If anybody ever earned the right to be a name dropper, it was 1949 Pacific Coast League MVP, Irv Noren. I'm not saying he is one, or has ever been one, but it would have been understandable if he were one.

First the numbers.

Noren was named the league MVP in ‘49 after hitting .330/.398/.535 with 29 HR and 130 RBIs in his first year in Triple-A, playing for the Hollywood Stars, earning himself a shot in the big leagues.

The left-handed hitting outfielder went on to play eleven seasons for the Senators, Yankees, Kansas City A's, Cardinals, Cubs and Dodgers, making the 1954 AL All-Star team with a .319/.377/.481 season, 138 OPS+. He was also a part of three world championship teams (two of which he played for and the other he contributed to during the regular season) while playing for the Yankees.

Overall, Noren hit .275/.348/.410, OPS+ 105, in 3505 major league plate appearances covering 1093 games.

Now for the names.

Before his big league career, he played forward in the National Basketball League (a predecessor to the NBA). While playing for the Los Angeles Red Devils in the 1946-47 season, he was teammates with Jackie Robinson - yes, that Jackie Robinson.

"We were good friends," Noren said to The Post-Journal earlier this year. "He's probably the best athlete I've ever seen."

He also played for the NBL's Chicago America Gears, where George Mikan was a teammate.

"He was a good fella,'' Irv said of Mikan in the same newspaper story. "He didn't want anybody to shoot but him.''

In the major leagues, Noren was roommates with Whitey Ford and Mickey Mantle. And Joe DiMaggio once gave him advice about playing center field. When he and Mantle palled around during Noren's days with the Yankees, they often met Jackie Gleason and Danny Kaye at the Stage Deli in Manhattan. Can you imagine some of the stories those deli workers told?

That brings me to my favorite part - the stories.

One day, after the 1954 season ended, Mantle saw a group of boys playing pickup baseball in a sandlot and he encouraged Noren to pull over. He did, giving the boys a memory they would never forget. You can read more about it in the newspaper article referenced above.

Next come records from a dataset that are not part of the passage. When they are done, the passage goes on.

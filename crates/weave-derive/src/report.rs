//! A record of how one request was resolved, for `--explain` output and tests.

use std::fmt;

use crate::knot::{BindingName, KnotSummary};
use crate::ty::Ty;

#[derive(Clone, Debug, PartialEq, Eq)]
pub enum StepKind {
    /// Satisfied by a registry instance.
    Registry { origin: String },
    /// Derived structurally as a product.
    Product { fields: usize },
    Singleton,
    /// Derived structurally as a sum.
    Sum { variants: usize },
    /// Deferred to a binding further up the stack.
    Deferred { binding: BindingName },
    /// Reused from an earlier resolution in the same request.
    Cached,
    /// Could not be resolved.
    Failed,
}

#[derive(Clone, Debug, PartialEq, Eq)]
pub struct Step {
    pub ty: Ty,
    pub depth: usize,
    pub kind: StepKind,
}

/// Ordered resolution steps plus counters.
#[derive(Clone, Debug, Default, PartialEq, Eq)]
pub struct DerivationReport {
    pub steps: Vec<Step>,
    /// Calls made to the type descriptor provider.
    pub described: usize,
    pub cache_hits: usize,
    pub knots: KnotSummary,
}

impl DerivationReport {
    /// Reserve a step for a type about to be resolved, so steps read
    /// outermost first. Starts as `Failed` until [`finish`](Self::finish).
    pub(crate) fn begin(&mut self, ty: &Ty, depth: usize) -> usize {
        self.push(ty, depth, StepKind::Failed);
        self.steps.len() - 1
    }

    pub(crate) fn finish(&mut self, step: usize, kind: StepKind) {
        if let Some(step) = self.steps.get_mut(step) {
            step.kind = kind;
        }
    }

    pub(crate) fn push(&mut self, ty: &Ty, depth: usize, kind: StepKind) {
        if kind == StepKind::Cached {
            self.cache_hits += 1;
        }
        self.steps.push(Step {
            ty: ty.clone(),
            depth,
            kind,
        });
    }

    /// Steps for one type.
    pub fn steps_for<'a>(&'a self, ty: &'a Ty) -> impl Iterator<Item = &'a Step> + 'a {
        self.steps.iter().filter(move |s| &s.ty == ty)
    }

    /// Number of types derived structurally (products, singletons, sums).
    pub fn derived(&self) -> usize {
        self.steps
            .iter()
            .filter(|s| {
                matches!(
                    s.kind,
                    StepKind::Product { .. } | StepKind::Singleton | StepKind::Sum { .. }
                )
            })
            .count()
    }

    pub fn deferred(&self) -> usize {
        self.steps
            .iter()
            .filter(|s| matches!(s.kind, StepKind::Deferred { .. }))
            .count()
    }
}

impl fmt::Display for DerivationReport {
    fn fmt(&self, f: &mut fmt::Formatter<'_>) -> fmt::Result {
        for step in &self.steps {
            write!(f, "{:indent$}{}: ", "", step.ty, indent = step.depth * 2)?;
            match &step.kind {
                StepKind::Registry { origin } => writeln!(f, "instance {}", origin)?,
                StepKind::Product { fields } => writeln!(f, "product, {} field(s)", fields)?,
                StepKind::Singleton => writeln!(f, "singleton")?,
                StepKind::Sum { variants } => writeln!(f, "sum, {} variant(s)", variants)?,
                StepKind::Deferred { binding } => writeln!(f, "deferred to {}", binding)?,
                StepKind::Cached => writeln!(f, "cached")?,
                StepKind::Failed => writeln!(f, "unresolved")?,
            }
        }
        Ok(())
    }
}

Then there's the story on Baseball Reference about how Noren fined players $50 if they showed up too sunburned when he was the manager of the Hawaii Islanders in 1962-63. According to the site, one player walked off the plane carrying a snorkel and flippers. Apparently that didn't go over well with Noren, prompting him to create the new team rule about sunburns. Makes you wonder about some of the other rules he came up with that we never learned about, doesn't it?

Noren, who is on Baseball Almanac's top 100 list of oldest living players, will turn 89 later this month.